[Vm-dev] Re: ARM Cog progress

Eliot Miranda eliot.miranda at gmail.com
Sat Jun 6 15:15:57 UTC 2015


Hi Doug, Hi Tim,  Hi All,

    so yesterday I finally switched on the Raspberry Pi Doug gave me as an
xmas present, built the Spur ARM Cog VM and ... we definitely have a
working VM.  I was able to update a Spur image from mid February all the
way to tip and run tests.  3751 run, 3628 passes, 24 expected failures, 89
failures, 10 errors, 0 unexpected passes
Fun!  So I want to revisit the literal load question.

Doug got me a Pi 1 B.  cat /proc/cpuinfo reveals
processor : 0
model name : ARMv6-compatible processor rev 7 (v6l)
Features : swp half thumb fastmult vfp edsp java tls
CPU implementer : 0x41
CPU architecture: 7
CPU variant : 0x0
CPU part : 0xb76
CPU revision : 7

Hardware : BCM2708
Revision : 000e
Serial : 00000000fe7b08eb

And the ARM Assembler User Guide
<http://www.keil.com/support/man/docs/armasm/armasm_dom1359731146222.htm> says
(emphasis added)
4.4 Load immediate values using MOV and MVN
The MOV and MVN instructions can write a range of immediate values to a
register.

In ARM state:
MOV can load any 8-bit immediate value, giving a range of 0x0-0xFF (0-255).
It can also rotate these values by any even number.
These values are also available as immediate operands in many data
processing operations, without being loaded in a separate instruction.
MVN can load the bitwise complements of these values.
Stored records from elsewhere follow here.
use serde::Serialize;

use crate::config::Rules;
use crate::game::CharacterType;

/// One race attempt: its identity, metadata and the live counters.
///
/// Counters are only reachable through the state machine, which keeps
/// score and distance frozen outside of Playing.
#[derive(Debug, Clone, PartialEq, Eq)]
pub struct Session {
    race: u64,
    id: Option<String>,
    player_id: String,
    track_name: String,
    character_type: CharacterType,
    score: u64,
    distance: u64,
    ticks: u64,
    completed: bool,
}

/// Final numbers of a race, as reported to the backend
#[derive(Debug, Clone, PartialEq, Eq, Serialize)]
pub struct SessionReport {
    #[serde(skip)]
    pub race: u64,
    #[serde(skip)]
    pub session_id: Option<String>,
    pub score: u64,
    pub distance: u64,
    /// Seconds spent in Playing
    pub time_played: u64,
    pub completed: bool,
}

impl Session {
    pub(crate) fn new(
        race: u64,
        player_id: &str,
        track_name: &str,
        character_type: CharacterType,
    ) -> Self {
        Self {
            race,
            id: None,
            player_id: player_id.to_string(),
            track_name: track_name.to_string(),
            character_type,
            score: 0,
            distance: 0,
            ticks: 0,
            completed: false,
        }
    }

    /// Local sequence number of the race this session belongs to
    pub fn race(&self) -> u64 {
        self.race
    }

    /// Backend id, once the backend has registered the session
    pub fn id(&self) -> Option<&str> {
        self.id.as_deref()
    }

    pub fn player_id(&self) -> &str {
        &self.player_id
    }

    pub fn track_name(&self) -> &str {
        &self.track_name
    }

    pub fn character_type(&self) -> CharacterType {
        self.character_type
    }

    pub fn score(&self) -> u64 {
        self.score
    }

    pub fn distance(&self) -> u64 {
        self.distance
    }

    pub fn ticks(&self) -> u64 {
        self.ticks
    }

    pub fn is_completed(&self) -> bool {
        self.completed
    }

    pub(crate) fn set_id(&mut self, id: String) {
        self.id = Some(id);
    }

    pub(crate) fn apply_tick(&mut self, rules: &Rules) {
        self.ticks += 1;
        self.distance += rules.distance_per_tick;
        self.score += rules.score_per_tick;
    }

    pub(crate) fn add_bonus(&mut self, bonus: u64) {
        self.score += bonus;
    }

    /// Mark the session completed. Returns `None` if it already was.
    pub(crate) fn finalize(&mut self, rules: &Rules) -> Option<SessionReport> {
        if self.completed {
            return None;
        }
        self.completed = true;
        Some(self.report(rules))
    }

    pub(crate) fn report(&self, rules: &Rules) -> SessionReport {
        SessionReport {
            race: self.race,
            session_id: self.id.clone(),
            score: self.score,
            distance: self.distance,
            time_played: self.time_played(rules),
            completed: self.completed,
        }
    }

    /// Whole seconds of Playing time, derived from the ticks applied
    pub fn time_played(&self, rules: &Rules) -> u64 {
        let tick_ms = u64::try_from(rules.tick_interval().as_millis()).unwrap_or(u64::MAX);
        self.ticks.saturating_mul(tick_ms) / 1000
    }
}

#[cfg(test)]
mod tests {
    use super::*;

    fn session() -> Session {
        Session::new(1, "p1", "jamaica_country", CharacterType::OnFoot)
    }

    #[test]
    fn test_new_session_is_zeroed() {
        let s = session();
        assert_eq!(s.score(), 0);
        assert_eq!(s.distance(), 0);
        assert_eq!(s.id(), None);
        assert!(!s.is_completed());
    }

    #[test]
    fn test_tick_and_bonus() {
        let rules = Rules::default();
        let mut s = session();
        s.apply_tick(&rules);
        s.apply_tick(&rules);
        s.add_bonus(rules.jump_bonus);

        assert_eq!(s.distance(), 2);
        assert_eq!(s.score(), 70);
        assert_eq!(s.ticks(), 2);
    }

    #[test]
    fn test_time_played_from_ticks() {
        let rules = Rules::default();
        let mut s = session();
        for _ in 0..25 {
            s.apply_tick(&rules);
        }
        assert_eq!(s.time_played(&rules), 2);
    }

    #[test]
    fn test_time_played_uses_clamped_interval() {
        let rules = Rules {
            tick_interval_ms: 0,
            ..Rules::default()
        };
        let mut s = session();
        for _ in 0..2500 {
            s.apply_tick(&rules);
        }
        assert_eq!(s.time_played(&rules), 2);
    }

    #[test]
    fn test_finalize_once() {
        let rules = Rules::default();
        let mut s = session();
        s.apply_tick(&rules);
        s.set_id("abc".to_string());

        let report = s.finalize(&rules).unwrap();
        assert_eq!(report.session_id.as_deref(), Some("abc"));
        assert_eq!(report.score, 10);
        assert!(report.completed);
        assert!(s.finalize(&rules).is_none());
    }

    #[test]
    fn test_report_wire_shape() {
        let rules = Rules::default();
        let mut s = session();
        s.apply_tick(&rules);
        let report = s.finalize(&rules).unwrap();

        let value = serde_json::to_value(&report).unwrap();
        assert_eq!(
            value,
            serde_json::json!({
                "score": 10,
                "distance": 1,
                "time_played": 0,
                "completed": true
            })
        );
    }
}
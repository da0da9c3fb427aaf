use anyhow::Result;
use jamrun::Config;
use owo_colors::OwoColorize;

pub async fn run(config: &Config, limit: usize) -> Result<()> {
    let players = super::collaborator(config)?.leaderboard(limit).await;
    if players.is_empty() {
        println!("No scores yet (or the backend is unreachable)");
        return Ok(());
    }

    for (rank, player) in players.iter().enumerate() {
        let line = format!(
            "{:>3}. {:<20} {:>8} ({} games)",
            rank + 1,
            player.name,
            player.high_score,
            player.total_games
        );
        if rank == 0 {
            println!("{}", line.bold());
        } else {
            println!("{}", line);
        }
    }
    Ok(())
}
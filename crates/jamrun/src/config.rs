//! Runtime configuration.
//!
//! Everything that the game treats as a constant (tick cadence, score
//! increments, finish line, victory threshold) lives in [`Rules`] so it can be
//! tuned from `jamrun.toml` instead of being baked into the state machine.
//!
//! ```toml
//! player_name = "General Da Jamaican Boy"
//!
//! [rules]
//! tick_interval_ms = 100
//! finish_distance = 200
//! victory_score = 500
//!
//! [backend]
//! base_url = "http://localhost:8001/api"
//! fallback_timeout_ms = 5000
//! ```

use std::fs;
use std::path::Path;
use std::time::Duration;

use serde::{Deserialize, Serialize};
use tracing::debug;

use crate::error::Result;

/// Name used for the player when none is configured and for the offline player
pub const DEFAULT_PLAYER_NAME: &str = "General Da Jamaican Boy";

/// Game rules
#[derive(Debug, Clone, PartialEq, Eq, Serialize, Deserialize)]
#[serde(default)]
pub struct Rules {
    pub tick_interval_ms: u64,
    pub distance_per_tick: u64,
    pub score_per_tick: u64,
    pub jump_bonus: u64,
    pub jump_duration_ms: u64,
    /// The race ends automatically once distance goes past this value
    pub finish_distance: u64,
    /// Scores strictly above this count as a victory
    pub victory_score: u64,
}

impl Default for Rules {
    fn default() -> Self {
        Self {
            tick_interval_ms: 100,
            distance_per_tick: 1,
            score_per_tick: 10,
            jump_bonus: 50,
            jump_duration_ms: 600,
            finish_distance: 200,
            victory_score: 500,
        }
    }
}

impl Rules {
    pub fn tick_interval(&self) -> Duration {
        Duration::from_millis(self.tick_interval_ms.max(1))
    }

    pub fn jump_duration(&self) -> Duration {
        Duration::from_millis(self.jump_duration_ms)
    }
}

/// Backend connection settings
#[derive(Debug, Clone, PartialEq, Eq, Serialize, Deserialize)]
#[serde(default)]
pub struct BackendConfig {
    pub base_url: String,
    /// Upper bound on one collaborator call before falling back to local data
    pub fallback_timeout_ms: u64,
    /// Per-request timeout of the underlying HTTP client
    pub request_timeout_ms: u64,
}

impl Default for BackendConfig {
    fn default() -> Self {
        Self {
            base_url: "http://localhost:8001/api".to_string(),
            fallback_timeout_ms: 5000,
            request_timeout_ms: 30_000,
        }
    }
}

impl BackendConfig {
    pub fn fallback_timeout(&self) -> Duration {
        Duration::from_millis(self.fallback_timeout_ms)
    }

    pub fn request_timeout(&self) -> Duration {
        Duration::from_millis(self.request_timeout_ms)
    }
}

/// Top-level configuration
#[derive(Debug, Clone, PartialEq, Eq, Serialize, Deserialize)]
#[serde(default)]
pub struct Config {
    pub player_name: String,
    pub rules: Rules,
    pub backend: BackendConfig,
}

impl Default for Config {
    fn default() -> Self {
        Self {
            player_name: DEFAULT_PLAYER_NAME.to_string(),
            rules: Rules::default(),
            backend: BackendConfig::default(),
        }
    }
}

impl Config {
    /// Create a new configuration builder
    pub fn builder() -> ConfigBuilder {
        ConfigBuilder::default()
    }

    /// Load configuration from a TOML file
    pub fn load<P: AsRef<Path>>(path: P) -> Result<Self> {
        let content = fs::read_to_string(path.as_ref())?;
        let config = Self::parse(&content)?;
        debug!("Loaded config from {}", path.as_ref().display());
        Ok(config)
    }

    /// Parse configuration from TOML text; missing keys take their defaults
    pub fn parse(content: &str) -> Result<Self> {
        Ok(toml::from_str(content)?)
    }
}

/// Builder for Config
#[derive(Debug, Clone, Default)]
pub struct ConfigBuilder {
    player_name: Option<String>,
    rules: Option<Rules>,
    base_url: Option<String>,
    fallback_timeout: Option<Duration>,
}

impl ConfigBuilder {
    /// Set the name used when registering the player
    pub fn player_name<S: Into<String>>(mut self, name: S) -> Self {
        self.player_name = Some(name.into());
        self
    }

    /// Replace the game rules
    pub fn rules(mut self, rules: Rules) -> Self {
        self.rules = Some(rules);
        self
    }

    /// Set the backend base URL
    pub fn base_url<S: Into<String>>(mut self, url: S) -> Self {
        self.base_url = Some(url.into());
        self
    }

    /// Set how long a collaborator call may take before falling back
    pub fn fallback_timeout(mut self, timeout: Duration) -> Self {
        self.fallback_timeout = Some(timeout);
        self
    }

    /// Build the configuration
    pub fn build(self) -> Config {
        let default = Config::default();
        let mut backend = default.backend;
        if let Some(url) = self.base_url {
            backend.base_url = url;
        }
        if let Some(timeout) = self.fallback_timeout {
            backend.fallback_timeout_ms = timeout.as_millis() as u64;
        }
        Config {
            player_name: self.player_name.unwrap_or(default.player_name),
            rules: self.rules.unwrap_or(default.rules),
            backend,
        }
    }
}

#[cfg(test)]
mod tests {
    use super::*;
    use std::io::Write;

    #[test]
    fn test_defaults() {
        let config = Config::default();
        assert_eq!(config.player_name, "General Da Jamaican Boy");
        assert_eq!(config.rules.tick_interval(), Duration::from_millis(100));
        assert_eq!(config.rules.jump_duration(), Duration::from_millis(600));
        assert_eq!(config.rules.finish_distance, 200);
        assert_eq!(config.rules.victory_score, 500);
        assert_eq!(config.backend.fallback_timeout(), Duration::from_secs(5));
    }

    #[test]
    fn test_parse_partial() {
        let config = Config::parse(
            r#"
            player_name = "Usain"

            [rules]
            finish_distance = 50
            "#,
        )
        .unwrap();

        assert_eq!(config.player_name, "Usain");
        assert_eq!(config.rules.finish_distance, 50);
        assert_eq!(config.rules.score_per_tick, 10);
        assert_eq!(config.backend, BackendConfig::default());
    }

    #[test]
    fn test_parse_invalid() {
        let err = Config::parse("[rules]\ntick_interval_ms = \"fast\"").unwrap_err();
        assert!(matches!(err, crate::Error::Config(_)));
    }

    #[test]
    fn test_zero_tick_interval_is_clamped() {
        let rules = Rules {
            tick_interval_ms: 0,
            ..Rules::default()
        };
        assert_eq!(rules.tick_interval(), Duration::from_millis(1));
    }

    #[test]
    fn test_load_from_file() {
        let mut file = tempfile::NamedTempFile::new().unwrap();
        writeln!(file, "[backend]\nbase_url = \"http://example.test/api\"").unwrap();

        let config = Config::load(file.path()).unwrap();
        assert_eq!(config.backend.base_url, "http://example.test/api");
        assert_eq!(config.backend.fallback_timeout_ms, 5000);
    }

    #[test]
    fn test_load_missing_file() {
        let dir = tempfile::tempdir().unwrap();
        let err = Config::load(dir.path().join("missing.toml")).unwrap_err();
        assert!(err.is_not_found());
    }

    #[test]
    fn test_builder() {
        let config = Config::builder()
            .player_name("Shelly")
            .base_url("http://127.0.0.1:9/api")
            .fallback_timeout(Duration::from_millis(250))
            .build();

        assert_eq!(config.player_name, "Shelly");
        assert_eq!(config.backend.base_url, "http://127.0.0.1:9/api");
        assert_eq!(config.backend.fallback_timeout_ms, 250);
        assert_eq!(config.rules, Rules::default());
    }
}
The numerical values
are -(n+1), where n is the value available in MOV.
*In ARMv6T2 and later, MOV can load any 16-bit number, giving a range of
0x0-0xFFFF (0-65535).*
The following table shows the range of 8-bit values that can be loaded in a
single ARM MOV or MVN instruction (for data processing operations). The
value to load must be a multiple of the value shown in the Step column.


So it looks to me that the right approach is to add an ARMv6 subclass to
CogARMInstruction that uses the 16-bit literal load instructions and use
that as our standard 32-bit ARM code generator.  But I'm ignorant as to the
processor versions used in the Raspberry Pi.  Are all RPis ARMv6?  What
exactly is ARMv6T2?  I'm guessing that T2 refers to Thunmb2, is that
correct?  And on the specific question can anyone think of a good reason
/not/ to use the 16-bit literal load approach?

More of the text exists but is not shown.